Extracting a knowledge base of mechanisms from COVID-19 papers


The COVID-19 pandemic has sparked an influx of research by scientists worldwide, leading to a rapidly evolving corpus of interdisciplinary papers. At the time of this writing the COVID-19 Open Research Dataset (CORD-19) has amassed over 128K relevant papers, both historical and cutting-edge. In this emergency scenario, there is a need for automatic information extraction (IE) to provide scientists with structured knowledge, and to accelerate exploration and discovery.

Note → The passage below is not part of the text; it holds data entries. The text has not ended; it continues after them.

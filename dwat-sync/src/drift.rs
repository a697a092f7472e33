//! One-directional drift detection: Grafana is the source of truth.
//!
//! Entries that exist only in the repository are never reported.

use serde_yaml::Mapping;

use dwat_core::values::recorded_tags;
use dwat_core::{
    CoreError, DashboardSummary, DriftReason, DriftRecord, RecordedDashboard, RemoteDashboards,
};

use crate::grafana::{fetch_definition, DashboardSource};
use crate::SyncError;

/// Compare one remote dashboard against the recorded `uid -> entry` mapping.
///
/// Tags are compared as ordered sequences; an entry without a readable tag
/// list always counts as different.
pub fn classify(summary: &DashboardSummary, recorded: &Mapping) -> Option<DriftReason> {
    let entry = match recorded.get(summary.uid.as_str()) {
        None => return Some(DriftReason::Missing),
        Some(entry) => entry,
    };
    match recorded_tags(entry) {
        Some(tags) if tags == summary.tags => None,
        _ => Some(DriftReason::Different),
    }
}

/// Every remote dashboard the repository does not reflect, in listing order.
///
/// The full model is fetched only for drifted dashboards. A dashboard whose
/// model cannot be fetched is left out of this run.
pub fn detect_drift(
    remote: &RemoteDashboards,
    recorded: &Mapping,
    source: &dyn DashboardSource,
) -> Result<Vec<DriftRecord>, SyncError> {
    let mut drifts = Vec::new();
    for summary in remote.iter() {
        let Some(reason) = classify(summary, recorded) else {
            tracing::debug!(uid = %summary.uid, "up to date");
            continue;
        };
        tracing::debug!(uid = %summary.uid, %reason, "drift detected");

        let Some(model) = fetch_definition(source, &summary.uid) else {
            tracing::warn!(
                uid = %summary.uid,
                title = %summary.title,
                "skipping dashboard: model unavailable"
            );
            continue;
        };
        let entry = RecordedDashboard::from_remote(summary, &model).map_err(CoreError::from)?;
        drifts.push(DriftRecord {
            reason,
            uid: summary.uid.clone(),
            entry,
        });
    }
    Ok(drifts)
}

In this work we extract relations capturing a broad notion of mechanisms in CORD-19 papers – Spanning a range of mechanisms as diverse as psychological intervention techniques, computational algorithms, and molecular mechanisms of viral cell entry. This unified view of natural and artificial mechanisms can help generalize across the CORD-19 corpus and is designed to help scale the study of the many different types of processes, activities and functions described in the dataset.
We collect a set of annotations from domain experts for direct mechanisms (operations and functions explicitly described in the text) and indirect mechanisms (observed effects and interactions without an explicit description of a direct functional relation). For example, descriptions of the mechanism by which the SARS-CoV-2 virus binds to cells, or of a diagnostic procedure based on computer vision – are considered direct mechanisms. Conversely, descriptions of indirect mechanisms can for example be of observed links between COVID-19 and certain symptoms, with no explicit mention of the functional process leading from the disease to the symptoms. This distinction between direct and indirect relations is inspired by a review of biomedical and scientific ontologies (e.g., direct and indirect regulation of proteins by chemicals).

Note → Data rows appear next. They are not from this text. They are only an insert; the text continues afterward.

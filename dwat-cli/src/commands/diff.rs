//! `dwat diff` — show which dashboards a sync would open pull requests for.

use anyhow::{Context, Result};
use clap::Args;
use serde::Serialize;
use tabled::{settings::Style, Table, Tabled};

use dwat_sync::{pipeline, GithubClient, GrafanaClient};

use super::config::ConfigArgs;

/// Arguments for `dwat diff`.
#[derive(Args, Debug)]
pub struct DiffArgs {
    #[command(flatten)]
    pub config: ConfigArgs,

    /// Emit machine-readable JSON.
    #[arg(long)]
    pub json: bool,
}

#[derive(Serialize)]
struct DriftJson {
    uid: String,
    title: String,
    reason: String,
    folder_uid: String,
    folder_title: String,
    tags: Vec<String>,
    branch: String,
}

#[derive(Tabled)]
struct DriftRow {
    #[tabled(rename = "uid")]
    uid: String,
    #[tabled(rename = "title")]
    title: String,
    #[tabled(rename = "folder")]
    folder: String,
    #[tabled(rename = "tags")]
    tags: String,
    #[tabled(rename = "reason")]
    reason: String,
}

impl DiffArgs {
    pub fn run(self) -> Result<()> {
        let config = self.config.into_config();
        let grafana = GrafanaClient::new(&config);
        let github = GithubClient::new(&config);

        let plan = pipeline::plan(&config, &grafana, &github)
            .with_context(|| format!("failed to compare Grafana with {}", config.github_repo))?;

        if self.json {
            let payload: Vec<DriftJson> = plan
                .drifts
                .iter()
                .map(|d| DriftJson {
                    uid: d.uid.clone(),
                    title: d.entry.title.clone(),
                    reason: d.reason.to_string(),
                    folder_uid: d.entry.folder_uid.clone(),
                    folder_title: d.entry.folder_title.clone(),
                    tags: d.entry.tags.clone(),
                    branch: config.branch_name(&d.uid),
                })
                .collect();
            println!(
                "{}",
                serde_json::to_string_pretty(&payload).context("failed to serialize drift JSON")?
            );
            return Ok(());
        }

        println!(
            "dwat v{} | {} tagged dashboards in Grafana | {} to sync into {}:{}",
            env!("CARGO_PKG_VERSION"),
            plan.remote.len(),
            plan.drifts.len(),
            config.github_repo,
            config.values_path(),
        );
        if plan.is_up_to_date() {
            println!("All dashboards in Grafana are up-to-date on GitHub.");
            return Ok(());
        }

        let rows: Vec<DriftRow> = plan
            .drifts
            .iter()
            .map(|d| DriftRow {
                uid: d.uid.clone(),
                title: d.entry.title.clone(),
                folder: d.entry.folder_title.clone(),
                tags: d.entry.tags.join(", "),
                reason: d.reason.to_string(),
            })
            .collect();
        let mut table = Table::new(rows);
        table.with(Style::rounded());
        println!("{table}");
        println!("Run 'dwat sync' to open pull requests.");
        Ok(())
    }
}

We allow annotators to select free-form text spans as the arguments in our mechanism relations; this is in contrast to many existing datasets of annotated scientific relations which are often entity-centric (e.g., protein-chemical interactions). We do so in order to capture the complexity and diversity of the many concepts and ideas described in the corpus, in a scalable approach. To address the challenging nature of the annotation task with multiple “correct” annotations of complex and diverse spans, we conduct a multi-round annotation process with final adjudication by a domain expert experienced in bioNLP annotations.
Our annotations are used in combination with existing datasets from different domains to train a relation extraction model, using a mapping schema for previously introduced scientific datasets,selecting only direct and indirect mechanisms (e.g.,DIRECT UP-REGULATION in the chemprot dataset) and unifying relation labels into our typology using a domain expert. Our results indicate we outperform baselines including openIE and SRL, and also supervised models trained on related science IE datasets in the biomedical and computer science domains. We use a biomedical language model that we fine-tune to capture semantic similarity, build a graph of similar mechanisms and induce concepts by finding cliques. To support search over our KB, we use the same language model for retrieving relations similar to the query. To help boost community efforts we release our curated data and models as well as a large-scale knowledge graph of extracted mechanisms.

In Proc. of SciNLP 2020